First you must have forked the hallc_replay_XEM repository from mrcmor100. This is outlined in the getting started - software section.

  • In /group/c-xem2/<CUE_username>/PRACTICE/ disk location:

git clone git@github.com:<username>/hallc_replay_XEM.git

  • Username should be your github username, CUE_username is your JLab username.
  • Follow along with the git section under getting started to setup git with ssh on JLab computers.
  • cd into the hallc_replay_XEM directory
  • git submodule init
  • git submodule update
  • git fetch origin passN
  • git checkout passN

Now you should have all the submodules used in the hallc_replay_XEM directory and you should be on the passN branch. passN stands for the current pass. Check this by typing
git branch in the hallc_replay_XEM directory.

Setup Directories and links in the Replay

The output of hcana goes to two locations: ROOTfiles and REPORT_OUTPUT directories. These are saved on the /volatile/ disk to prevent using the /group/ location inappropriately. These directories are symbolically linked to the /volatile/ directories. The linked /volatile/ directory names can have any name you like, but the directory names in hallc_replay_XEM must be ROOTfiles and REPORT_OUTPUT. To create these directories, run the xem_setup.sh script in the top directory of your hallc_replay_XEM. Use the help feature if you are unsure of the usage.

  • ./xem_setup.sh -f volatile

The output is further separated into more subdirectories to separate files for the calibration, production, and spectrometer type. These are as follows:

  1. ROOTfiles/SHMS/
    • CALIBRATION
    • PRODUCTION
    • TIMING
    • SCALERS
  2. ROOTfiles/HMS/
    • CALIBRATION
    • PRODUCTION
    • TIMING
    • SCALERS
  3. REPORT_OUTPUT/SHMS/
    • CALIBRATION
    • PRODUCTION
    • TIMING
    • SCALERS
  4. REPORT_OUTPUT/HMS/
    • CALIBRATION
    • PRODUCTION
    • TIMING
    • SCALERS

The CALIBRATION directories are used for storing the output of calibration SCRIPTS. The TIMING directories are used to hold the output of the timing SCRIPTS in SCRIPTS/TIMING, etc. These calibrations, timing, production, and scaler scripts are explained in more detail on other pages of the data analysis pages.

Notice the hallc_replay_XEM was also pointed to our raw data directory under CACHE_LINKS. Check under the CACHE_LINKS directory with ls -l CACHE_LINKS. You will see severl symbolic links to raw data locations were created.

  • /cache/mss/hallc/spring17/raw raw-sp18
  • /cache/mss/hallc/jpsi-007/raw raw-sp19
  • /cache/mss/hallc/c-xem2/raw raw

These locations are the front face of the tape library. Files may not always be available here, and must be retrieved by the jcache utility. For more information refer to the scicomp documentation and the file structure and farm sections of getting started to use the jcache utility.

Standard dot what?

Figure 1: Example of runs in standard.kinematics for the SHMS in singles mode.

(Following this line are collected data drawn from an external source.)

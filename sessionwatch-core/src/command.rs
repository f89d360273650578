//! Heuristic shell command classification
//!
//! The session monitor counts command frequency by a normalized base token
//! rather than the raw command line. Classification is a replaceable
//! strategy so a stricter parser can be swapped in without touching the
//! aggregation core; the default implementation is best-effort string
//! matching and never fails.

use regex::Regex;
use serde::{Deserialize, Serialize};

/// Structural form of a command line
#[derive(Debug, Clone, Copy, PartialEq, Eq, Serialize, Deserialize)]
#[serde(rename_all = "snake_case")]
pub enum CommandForm {
    /// A single command with arguments
    Simple,
    /// Stages joined with `|`
    Piped,
    /// Commands joined with `&&`, `||`, or `;`
    Chained,
    /// Input or output redirection (`>`, `>>`, `<`)
    Redirected,
}

/// A normalized view of a raw command line
#[derive(Debug, Clone, PartialEq, Eq, Serialize, Deserialize)]
pub struct ParsedCommand {
    /// First meaningful token with `sudo`/`su` prefixes stripped
    pub base: String,
    /// Structural classification
    pub form: CommandForm,
}

/// Strategy for turning raw command lines into [`ParsedCommand`]s
pub trait CommandClassifier: Send + Sync {
    /// Classifies a raw command line. Must not fail; unparseable input
    /// yields an empty base token.
    fn classify(&self, raw: &str) -> ParsedCommand;
}

/// Default classifier: strips privilege-escalation prefixes and detects
/// piped, chained, and redirected forms by pattern matching.
#[derive(Debug)]
pub struct ShellCommandClassifier {
    chain: Regex,
    separators: Regex,
}

impl ShellCommandClassifier {
    /// Creates the default classifier
    #[must_use]
    pub fn new() -> Self {
        Self {
            chain: Regex::new(r"&&|\|\||;").expect("static chain pattern compiles"),
            separators: Regex::new(r"&&|\|\||;|\||>>|>|<").expect("static separator pattern compiles"),
        }
    }

    /// Strips leading `sudo`/`su` tokens (with their flags) from a stage
    fn strip_privilege_prefix<'a>(tokens: &[&'a str]) -> Vec<&'a str> {
        let mut rest = tokens;
        while let Some((&first, tail)) = rest.split_first() {
            if first == "sudo" || first == "su" {
                rest = tail;
                // Skip the escalation command's own flags (e.g. -u, -c, -E);
                // -u/--user consume a username argument as well
                while let Some((&next, tail)) = rest.split_first() {
                    if next == "-u" || next == "--user" {
                        rest = tail.split_first().map_or(&[][..], |(_, t)| t);
                    } else if next.starts_with('-') {
                        rest = tail;
                    } else {
                        break;
                    }
                }
            } else {
                break;
            }
        }
        rest.to_vec()
    }
}

impl Default for ShellCommandClassifier {
    fn default() -> Self {
        Self::new()
    }
}

impl CommandClassifier for ShellCommandClassifier {
    fn classify(&self, raw: &str) -> ParsedCommand {
        let trimmed = raw.trim();
        if trimmed.is_empty() {
            return ParsedCommand {
                base: String::new(),
                form: CommandForm::Simple,
            };
        }

        let form = if self.chain.is_match(trimmed) {
            CommandForm::Chained
        } else if trimmed.contains('|') {
            CommandForm::Piped
        } else if trimmed.contains('>') || trimmed.contains('<') {
            CommandForm::Redirected
        } else {
            CommandForm::Simple
        };

        // Base token comes from the first stage only
        let first_stage = self
            .separators
            .split(trimmed)
            .next()
            .unwrap_or(trimmed)
            .trim();
        let tokens: Vec<&str> = first_stage.split_whitespace().collect();
        let stripped = Self::strip_privilege_prefix(&tokens);
        let base = stripped
            .first()
            .map(|t| t.trim_matches(|c| c == '"' || c == '\''))
            .unwrap_or_default()
            .to_string();

        ParsedCommand { base, form }
    }
}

The standard.kinematics file tells the analyzer information about the beam energy, particle, spectrometer angle, target mass, and central momentum. The p and g are used to denote SHMS (p) and global(g) variables. If this were the HMS standard.kinematics file, the prefix p would be changed to h (HMS). There are two main kinematics files used for the XEM experiment, one for each spectrometer.

  • DBASE/HMS/standard.kinematics
  • DBASE/SHMS/standard.kinematics

The notation for run number range is common throughout all PARAM files for hcana. Some common notation is below:

  • A single run is typed before the select parameters for that run.
  • A dash - between two runs is the run range over which the parameters are applied.
  • The file is loaded from top to bottom, so parameters at the beginning are overwritten by later parameters.
    • This also applies to loading a file with parameters of the same name. PARAM files loaded later will overwrite previous parameters. Refer to the viewing hcana parameter section for an example.
  • The # sign indicates a comment that is not read by hcana.

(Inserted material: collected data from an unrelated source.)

//! Performance spans and bottleneck records

use std::collections::BTreeMap;
use std::time::Instant;

use chrono::{DateTime, Utc};
use serde::{Deserialize, Serialize};
use uuid::Uuid;

use crate::history::BoundedHistory;

/// Log lines retained per span
const SPAN_LOG_CAPACITY: usize = 100;

/// Lifecycle state of a span
#[derive(Debug, Clone, Copy, PartialEq, Eq, Serialize, Deserialize)]
#[serde(rename_all = "snake_case")]
pub enum SpanStatus {
    /// Span has been started and not yet finished
    InProgress,
    /// Span finished successfully
    Completed,
    /// Span finished with an error
    Failed,
    /// Span was abandoned before finishing
    Cancelled,
}

impl SpanStatus {
    /// Whether this status ends the span's lifecycle
    #[must_use]
    pub const fn is_terminal(self) -> bool {
        !matches!(self, Self::InProgress)
    }
}

/// A timestamped log line attached to a span
#[derive(Debug, Clone, PartialEq, Eq, Serialize, Deserialize)]
pub struct SpanLog {
    /// Log message
    pub message: String,
    /// When the line was recorded
    pub logged_at: DateTime<Utc>,
}

/// A timed unit of work, optionally nested under a parent span
#[derive(Debug)]
pub struct PerformanceSpan {
    /// Unique span identifier
    pub id: Uuid,
    /// Human-readable span name
    pub name: String,
    /// Enclosing span, if any
    pub parent_id: Option<Uuid>,
    /// Key-value annotations
    pub tags: BTreeMap<String, String>,
    /// Bounded log history
    pub logs: BoundedHistory<SpanLog>,
    /// Current lifecycle state
    pub status: SpanStatus,
    /// Wall-clock start time
    pub started_at: DateTime<Utc>,
    /// Duration in seconds, set when the span finishes
    pub duration_secs: Option<f64>,
    started: Instant,
}

impl PerformanceSpan {
    /// Starts a new span
    #[must_use]
    pub fn new(name: impl Into<String>, parent_id: Option<Uuid>) -> Self {
        Self {
            id: Uuid::new_v4(),
            name: name.into(),
            parent_id,
            tags: BTreeMap::new(),
            logs: BoundedHistory::new(SPAN_LOG_CAPACITY),
            status: SpanStatus::InProgress,
            started_at: Utc::now(),
            duration_secs: None,
            started: Instant::now(),
        }
    }

    /// Seconds elapsed since the span started
    #[must_use]
    pub fn elapsed_secs(&self) -> f64 {
        self.started.elapsed().as_secs_f64()
    }

    /// Attaches or overwrites a tag
    pub fn tag(&mut self, key: impl Into<String>, value: impl Into<String>) {
        self.tags.insert(key.into(), value.into());
    }

    /// Appends a timestamped log line
    pub fn log(&mut self, message: impl Into<String>) {
        self.logs.append(SpanLog {
            message: message.into(),
            logged_at: Utc::now(),
        });
    }

    /// Finishes the span with a terminal status, measuring its duration.
    ///
    /// Finishing an already-terminal span has no effect.
    pub fn finish(&mut self, status: SpanStatus) {
        self.finish_with_duration(status, self.elapsed_secs());
    }

    /// Finishes the span with an explicit duration in seconds
    pub fn finish_with_duration(&mut self, status: SpanStatus, duration_secs: f64) {
        if self.status.is_terminal() || !status.is_terminal() {
            return;
        }
        self.status = status;
        self.duration_secs = Some(duration_secs);
    }
}

/// Severity of a detected bottleneck, ordered from least to most severe
#[derive(Debug, Clone, Copy, PartialEq, Eq, PartialOrd, Ord, Serialize, Deserialize)]
#[serde(rename_all = "snake_case")]
pub enum BottleneckSeverity {
    /// Above the span threshold but close to it
    Low,
    /// Over one second
    Medium,
    /// Over two seconds
    High,
    /// Over five seconds
    Critical,
}

impl BottleneckSeverity {
    /// Classifies a duration in seconds
    #[must_use]
    pub fn from_duration(duration_secs: f64) -> Self {
        if duration_secs > 5.0 {
            Self::Critical
        } else if duration_secs > 2.0 {
            Self::High
        } else if duration_secs > 1.0 {
            Self::Medium
        } else {
            Self::Low
        }
    }

    /// Points deducted from the performance score per bottleneck
    #[must_use]
    pub const fn score_penalty(self) -> u32 {
        match self {
            Self::Critical => 20,
            Self::High => 10,
            Self::Medium => 5,
            Self::Low => 2,
        }
    }
}

impl std::fmt::Display for BottleneckSeverity {
    fn fmt(&self, f: &mut std::fmt::Formatter<'_>) -> std::fmt::Result {
        let s = match self {
            Self::Low => "low",
            Self::Medium => "medium",
            Self::High => "high",
            Self::Critical => "critical",
        };
        write!(f, "{s}")
    }
}

/// An immutable record of a slow span
#[derive(Debug, Clone, PartialEq, Serialize, Deserialize)]
pub struct Bottleneck {
    /// Span that triggered detection
    pub span_id: Uuid,
    /// Name of the slow operation
    pub operation: String,
    /// Measured duration in seconds
    pub duration_secs: f64,
    /// Severity classified from the duration
    pub severity: BottleneckSeverity,
    /// Heuristic remediation hints
    pub suggestions: Vec<String>,
    /// When the bottleneck was detected
    pub detected_at: DateTime<Utc>,
}

impl Bottleneck {
    /// Builds a bottleneck record for a slow span, deriving severity and
    /// suggestions from the operation name
    #[must_use]
    pub fn detect(span_id: Uuid, operation: &str, duration_secs: f64) -> Self {
        Self {
            span_id,
            operation: operation.to_string(),
            duration_secs,
            severity: BottleneckSeverity::from_duration(duration_secs),
            suggestions: suggestions_for(operation),
            detected_at: Utc::now(),
        }
    }
}

/// Keyword-based remediation hints; generic profiling advice otherwise
fn suggestions_for(operation: &str) -> Vec<String> {
    let lower = operation.to_lowercase();
    if lower.contains("network") || lower.contains("connect") || lower.contains("request") {
        vec![
            "Check network latency and packet loss to the remote host".to_string(),
            "Consider connection pooling or keepalive to avoid repeated handshakes".to_string(),
        ]
    } else if lower.contains("database") || lower.contains("query") || lower.contains("sql") {
        vec![
            "Review query plans and add indexes for frequent lookups".to_string(),
            "Batch small queries to reduce round trips".to_string(),
        ]
    } else if lower.contains("image") || lower.contains("render") {
        vec![
            "Downscale or cache rendered images".to_string(),
            "Move decoding off the hot path".to_string(),
        ]
    } else if lower.contains("file") || lower.contains("disk") || lower.contains("transfer") {
        vec![
            "Use buffered or streaming I/O for large files".to_string(),
            "Check disk throughput and avoid synchronous writes on the hot path".to_string(),
        ]
    } else {
        vec![
            "Profile this operation to find the dominant cost".to_string(),
            "Consider caching results or moving work off the critical path".to_string(),
        ]
    }
}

Note: "#include" is a special set of characters that hcana recognizes.
Aside from target and beam-specific parameters, hcana also needs to take in information about the detector geometry, data cuts, and detector calibrations. These parameters are loaded in from the standard.database file.

  • DBASE/HMS/standard.database
  • DBASE/SHMS/standard.database
Figure 2: standard.database file, which contains standard.kinematics and other detector-related files by name. Parameters are loaded based on their filename.

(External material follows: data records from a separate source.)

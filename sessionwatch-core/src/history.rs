//! Fixed-capacity FIFO retention buffer
//!
//! Every component that keeps rolling samples (latency windows, command
//! history, recent errors, bottlenecks) retains them through a
//! [`BoundedHistory`] so memory stays bounded regardless of session lifetime.

use std::collections::VecDeque;

/// A fixed-capacity FIFO ring buffer.
///
/// Appending past capacity evicts the oldest entry. Capacity is fixed at
/// construction and never changes; a requested capacity of zero is clamped
/// to one so `append` always retains at least the newest entry.
#[derive(Debug, Clone)]
pub struct BoundedHistory<T> {
    items: VecDeque<T>,
    capacity: usize,
}

impl<T> BoundedHistory<T> {
    /// Creates a new history retaining at most `capacity` entries
    #[must_use]
    pub fn new(capacity: usize) -> Self {
        let capacity = capacity.max(1);
        Self {
            items: VecDeque::with_capacity(capacity),
            capacity,
        }
    }

    /// Appends an entry, evicting the oldest one when full
    pub fn append(&mut self, item: T) {
        if self.items.len() == self.capacity {
            self.items.pop_front();
        }
        self.items.push_back(item);
    }

    /// Returns and clears all retained entries, oldest-first
    pub fn drain(&mut self) -> Vec<T> {
        self.items.drain(..).collect()
    }

    /// Returns a read-only copy of the retained entries, oldest-first
    #[must_use]
    pub fn snapshot(&self) -> Vec<T>
    where
        T: Clone,
    {
        self.items.iter().cloned().collect()
    }

    /// Iterates over retained entries, oldest-first
    pub fn iter(&self) -> impl Iterator<Item = &T> {
        self.items.iter()
    }

    /// Returns the most recently appended entry
    #[must_use]
    pub fn latest(&self) -> Option<&T> {
        self.items.back()
    }

    /// Returns the number of retained entries
    #[must_use]
    pub fn len(&self) -> usize {
        self.items.len()
    }

    /// Returns true if nothing is retained
    #[must_use]
    pub fn is_empty(&self) -> bool {
        self.items.is_empty()
    }

    /// Returns the fixed capacity
    #[must_use]
    pub const fn capacity(&self) -> usize {
        self.capacity
    }
}

impl<'a, T> IntoIterator for &'a BoundedHistory<T> {
    type Item = &'a T;
    type IntoIter = std::collections::vec_deque::Iter<'a, T>;

    fn into_iter(self) -> Self::IntoIter {
        self.items.iter()
    }
}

Several strings are defined at the head of standard.database. These strings given in quotes are the names of files to load separately into hcana. Note that the spaces have no meaning in the input to hcana parameters, and the run-ranges above could have been listed as '2484 - 2488'. Notice in this file there are three separate run ranges. Since the X>1 data has been taken in two separate time periods (and a third to be held in 2022), there are different PARAM files to load for different configurations. Generally, in the X>1 and EMC analysis, parameters relevant for spring of 2018 have the sp18 suffix. Files associated with spring 2019 sp19 suffix. Some parameters did not change between 2018 and 2019, and are not expected to change between now and the 2022 running. Those files do not have a suffix.
Refer to the general parameters and spectrometer general parameters for information on parameters contained within these files.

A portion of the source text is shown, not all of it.